Stored records:
┄┄┄┄┄┄

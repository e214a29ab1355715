//! Level Fusion and Flow Estimation
//!
//! ## Overview
//!
//! Two independent sensors observe the same receptacle level:
//!
//! - **Depth map**: accurate when confident, but fails on reflective water
//!   and steep viewing angles
//! - **RGB meniscus tracker**: always available when the ROI is tracked,
//!   but noisier
//!
//! Fusion picks one trusted reading per timestamp, bridges holes, converts
//! the level into volume, and differentiates to flow. Uncertainty is carried
//! through every step:
//!
//! ```text
//! depth ──┐
//!         ├─> gate ─> bridge ─> h(t), σ_h ─> V(t), σ_V ─> Q(t), σ_Q
//! rgb   ──┘                                     │
//!                                               └─> ∫Q dt  vs  V_final
//! ```
//!
//! ## Degraded Conditions
//!
//! Fusion never fails. Everything that went less than ideally is counted in
//! [`FusionFlags`], which the quality policy turns into penalties:
//!
//! | Flag                   | Raised when                                      |
//! |------------------------|--------------------------------------------------|
//! | `rgb_fallback_samples` | depth was untrusted or missing and RGB was used  |
//! | `interpolated_samples` | no channel was usable and the point was bridged  |
//! | `long_gap`             | a bridged gap exceeded `max_bridgeable_gap_s`    |
//! | `missing_rgb_fallback` | a point had neither trusted depth nor RGB        |
//! | `noisy_level`          | residual level noise exceeded the SNR limit      |
//! | `volume_mismatch`      | `∫Q dt` disagrees with the final volume          |

pub mod flow;
pub mod level;

use libm::fabs;
use serde::{Deserialize, Serialize};

pub use flow::{derive_flow, trapezoid, FlowSeries};
pub use level::{fuse_levels, level_noise_mm, LevelFusion, LevelSeries, LevelSource};

use crate::config::FusionConfig;
use crate::normalize::NormalizedCapture;

/// Degraded-condition bookkeeping for one capture
#[derive(Debug, Clone, Copy, PartialEq, Default, Serialize, Deserialize)]
pub struct FusionFlags {
    /// Points taken from the RGB channel
    pub rgb_fallback_samples: usize,
    /// Points bridged between defined neighbours
    pub interpolated_samples: usize,
    /// Points held flat at a series edge
    pub held_edge_samples: usize,
    /// Longest bridged gap (s)
    pub longest_gap_s: f64,
    /// A gap longer than the bridgeable limit was bridged
    pub long_gap: bool,
    /// Some point had neither trusted depth nor RGB
    pub missing_rgb_fallback: bool,
    /// Non-increasing timestamp steps
    pub duplicate_timestamps: usize,
    /// Residual level noise (mm)
    pub level_noise_mm: f64,
    /// Level noise above the SNR limit
    pub noisy_level: bool,
    /// Integrated flow disagrees with the final volume
    pub volume_mismatch: bool,
}

/// Agreement between integrated flow and the volume curve
#[derive(Debug, Clone, Copy, PartialEq, Serialize, Deserialize)]
pub struct VolumeCheck {
    /// `∫Q dt` over the smoothed flow (mL)
    pub integrated_volume_ml: f64,
    /// Last point of the volume curve (mL)
    pub final_volume_ml: f64,
    /// Allowed disagreement (mL)
    pub tolerance_ml: f64,
}

impl VolumeCheck {
    /// Absolute disagreement (mL)
    pub fn difference_ml(&self) -> f64 {
        fabs(self.integrated_volume_ml - self.final_volume_ml)
    }

    /// Whether the disagreement is within tolerance
    pub fn is_consistent(&self) -> bool {
        self.difference_ml() <= self.tolerance_ml
    }
}

/// Everything fusion produces for one capture
#[derive(Debug, Clone, PartialEq, Serialize, Deserialize)]
pub struct FusedCapture {
    /// Fused level
    pub level: LevelSeries,
    /// Volume and flow
    pub flow: FlowSeries,
    /// Integral cross-check
    pub volume_check: VolumeCheck,
    /// Degraded conditions
    pub flags: FusionFlags,
}

/// Fuse level channels and derive flow.
pub fn fuse(
    capture: &NormalizedCapture,
    ml_per_mm: f64,
    min_depth_confidence: f64,
    config: &FusionConfig,
) -> FusedCapture {
    let LevelFusion { series: level, longest_gap_s, missing_rgb_fallback } =
        fuse_levels(capture, min_depth_confidence, config);
    let (flow, duplicate_timestamps) = derive_flow(&level, ml_per_mm, config.flow_smoothing_window);

    let last = flow.len().saturating_sub(1);
    let final_volume_ml = flow.volume_ml.last().copied().unwrap_or(0.0);
    let volume_check = VolumeCheck {
        integrated_volume_ml: trapezoid(&flow.t_s, &flow.flow_ml_s, 0, last),
        final_volume_ml,
        tolerance_ml: config.volume_tolerance_ml.max(config.volume_tolerance_rel * fabs(final_volume_ml)),
    };

    let noise = level_noise_mm(&level.level_mm, config.level_noise_window);
    let flags = FusionFlags {
        rgb_fallback_samples: level.count(LevelSource::RgbFallback),
        interpolated_samples: level.count(LevelSource::Interpolated),
        held_edge_samples: level.count(LevelSource::HeldEdge),
        longest_gap_s,
        long_gap: longest_gap_s > config.max_bridgeable_gap_s,
        missing_rgb_fallback,
        duplicate_timestamps,
        level_noise_mm: noise,
        noisy_level: noise > config.max_level_noise_mm,
        volume_mismatch: !volume_check.is_consistent(),
    };

    if flags.long_gap {
        log_warn!("fusion: bridged a {:.2} s gap", longest_gap_s);
    }
    if flags.volume_mismatch {
        log_warn!(
            "fusion: integrated volume {:.1} mL vs final {:.1} mL",
            volume_check.integrated_volume_ml,
            volume_check.final_volume_ml
        );
    }
    log_debug!(
        "fusion: {} points, {} rgb, {} interpolated, noise {:.2} mm",
        level.len(),
        flags.rgb_fallback_samples,
        flags.interpolated_samples,
        noise
    );

    FusedCapture { level, flow, volume_check, flags }
}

┄┄┄┄┄┄

EXERCISE GOAL: From the first line of the records above down to the line containing "steep viewing angles", repeat each line exactly as written. Include both of those lines and add nothing.

OUTPUT BELOW:
repository e214a29ab1355715
//! Level Fusion and Flow Estimation
//!
//! ## Overview
//!
//! Two independent sensors observe the same receptacle level:
//!
//! - **Depth map**: accurate when confident, but fails on reflective water
//!   and steep viewing angles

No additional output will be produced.